M.C.R. testified that she never felt uncomfortable with Respondent massaging using this technique.
M.C.R. testified that, on February 2, 2015, her massage started the same as any other, with M.C.R. undressing to her underwear and lying face up on the massage table, under a sheet.
M.C.R. testified that Respondent massaged her sternum area, without first instructing her to place her hands over her breasts. While Respondent’s hands were under the sheet, which covered M.C.R.’s sternum, he made an outward circular motion with his flat hands several times, grazing over M.C.R.’s bare breasts and nipples.
M.C.R. stated she felt uncomfortable, but did not say anything to Respondent at this time because she thought that Respondent might have touched her breasts and nipples by mistake.
Shortly after this, M.C.R. turned onto her stomach. M.C.R. did not place her head in a head rest, but laid her head to one side on the flat table.

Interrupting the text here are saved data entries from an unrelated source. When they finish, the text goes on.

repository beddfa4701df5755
pub mod json;
pub mod text;
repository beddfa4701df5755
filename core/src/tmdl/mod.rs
//! TMDL (Tabular Model Definition Language) source files.
//!
//! The tokenizer recovers the block structure of table files: tables, their
//! columns and measures, hierarchies with levels, variations and annotations.
//! Spans are tracked per block so the mutator can rebuild a file while
//! leaving selected blocks out.

mod parse;
mod refs;
mod scan;
mod types;

pub use parse::{parse_object_ref, read_name, unquote_name, LineEnding, TmdlDocument};
pub use refs::{scan_references, FormulaRef};
pub use scan::{load_tables_dir, ModelFile, ModelScanConfig, ModelScanError, ModelSnapshot, UnreadableFile};
pub use types::{Block, BlockKind, Flag, LineSpan, Property};
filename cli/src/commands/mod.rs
pub mod analyze;
pub mod cleanup;

use crate::InputArgs;
use anyhow::{bail, Context, Result};
use model_prune::{
    analyze, load_tables_dir, structural_protection, Analysis, AnalysisInput, CleanupMode, ModelScanConfig,
    ModelSnapshot, PruneConfig, ProtectionSources,
};
use std::path::Path;

/// Config file (if any), then command-line overrides, then validation.
pub fn load_config(inputs: &InputArgs, mode: Option<CleanupMode>) -> Result<PruneConfig> {
    let mut config = match &inputs.config {
        Some(path) => {
            if !path.is_file() {
                bail!("Config file not found: {}", path.display());
            }
            let text = std::fs::read_to_string(path)
                .with_context(|| format!("Failed to read config: {}", path.display()))?;
            PruneConfig::from_json_str(&text)
                .with_context(|| format!("Invalid config: {}", path.display()))?
        }
        None => PruneConfig::default(),
    };
    if let Some(schema) = &inputs.schema {
        config.schema = schema.clone();
    }
    if let Some(mode) = mode {
        config.cleanup_mode = mode;
    }
    config.validate().context("Invalid configuration")?;
    Ok(config)
}

pub fn run_analysis(inputs: &InputArgs, config: &PruneConfig) -> Result<Analysis> {
    let sources = ProtectionSources {
        columns: inputs.views.clone(),
        tables: inputs.security.clone(),
        access_control: inputs.access_control.clone(),
    };
    let input = AnalysisInput::load(&inputs.usage, &inputs.catalog, &sources).context("Failed to load inputs")?;
    analyze(&input, config).context("Failed to resolve catalog identifiers")
}

pub fn scan_model(tables_dir: &Path, config: &PruneConfig) -> Result<ModelSnapshot> {
    load_tables_dir(tables_dir, &ModelScanConfig::from(config))
        .with_context(|| format!("Failed to scan model tables: {}", tables_dir.display()))
}

/// Keeps removable columns the model still depends on out of every output.
pub fn protect_model_dependencies(
    analysis: &mut Analysis,
    snapshot: &ModelSnapshot,
    config: &PruneConfig,
) -> Result<()> {
    let protected = structural_protection(&analysis.decisions, snapshot, config)
        .context("Cannot compute model dependencies")?;
    analysis.apply_structural_protection(&protected, config);
    Ok(())
}

pub fn write_outputs(inputs: &InputArgs, analysis: &Analysis) -> Result<()> {
    model_prune::write_analysis(&inputs.out, analysis)
        .with_context(|| format!("Failed to write outputs to {}", inputs.out.display()))?;
    Ok(())
}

While Respondent was massaging M.C.R.’s back, she testified she felt something hard brush against her arm. After first assuming it was Respondent’s elbow or knee, she opened her eyes and saw Respondent’s erect penis through his scrubs.
M.C.R. testified that she was shocked and froze.
M.C.R. further testified that, once the massage ended, Respondent left the room and M.C.R. got dressed. When Respondent returned to the room,
M.C.R. said he told her that he had a dream about the two of them and he wanted to make it a reality. Though far from precise or explicit, M.C.R. took this to mean that Respondent was inquiring if she would engage in sex with him.
M.C.R. immediately expressed her disgust with this comment and left the room.
M.C.R. did not receive any future massages from Respondent.
Touching a patient’s breast(s) and/or nipple(s), touching a patient’s arm with an erect penis, and inquiring—even impliedly—if a patient would engage in sexual acts, are outside the scope of practice or generally accepted examination or treatment.
M.C.R. testified that she did not immediately report the incident because she was still in shock and needed to process what had happened. She had not previously experienced inappropriate sexual behavior from a massage therapist and did not know what to do about it.
Not long after the incident, M.C.R. testified that she first told her co- worker, Julio Dominguez, about what Respondent did to her. Mr. Dominguez
encouraged her to tell Dr. Wendy Gallego, the owner of Shin, about the incident.
M.C.R. next told Dr. Gallego about the incident with Respondent, but Dr. Gallego did not take any action against Respondent at this time.
Dr. Gallego’s recollection of what M.C.R. told her is different from what M.C.R. testified to at hearing. Dr. Gallego testified that Respondent’s asking her out or “a proposition kind of thing” was not in the context of a massage. Dr. Gallego tried to rehabilitate her testimony’s inconsistencies with what M.C.R. had testified about by repeatedly saying the passage of time had affected her memory of details.
Respondent and M.C.R. continued to work together at Shin after the incident, until M.C.R. left for another job as a professor. However, M.C.R. avoided contact with Respondent during the remainder of her employment. This was possible because her office was on the opposite side of the building from the massage rooms.
M.C.R. decided not to file a complaint with the Department because she thought that Respondent’s behavior was directed specifically toward her. At that time, M.C.R. was not aware of any other incidents of inappropriate behavior by Respondent.
M.C.R. became aware of the Department’s case against Respondent only after she was contacted by the Department’s attorney about testifying in this matter before DOAH.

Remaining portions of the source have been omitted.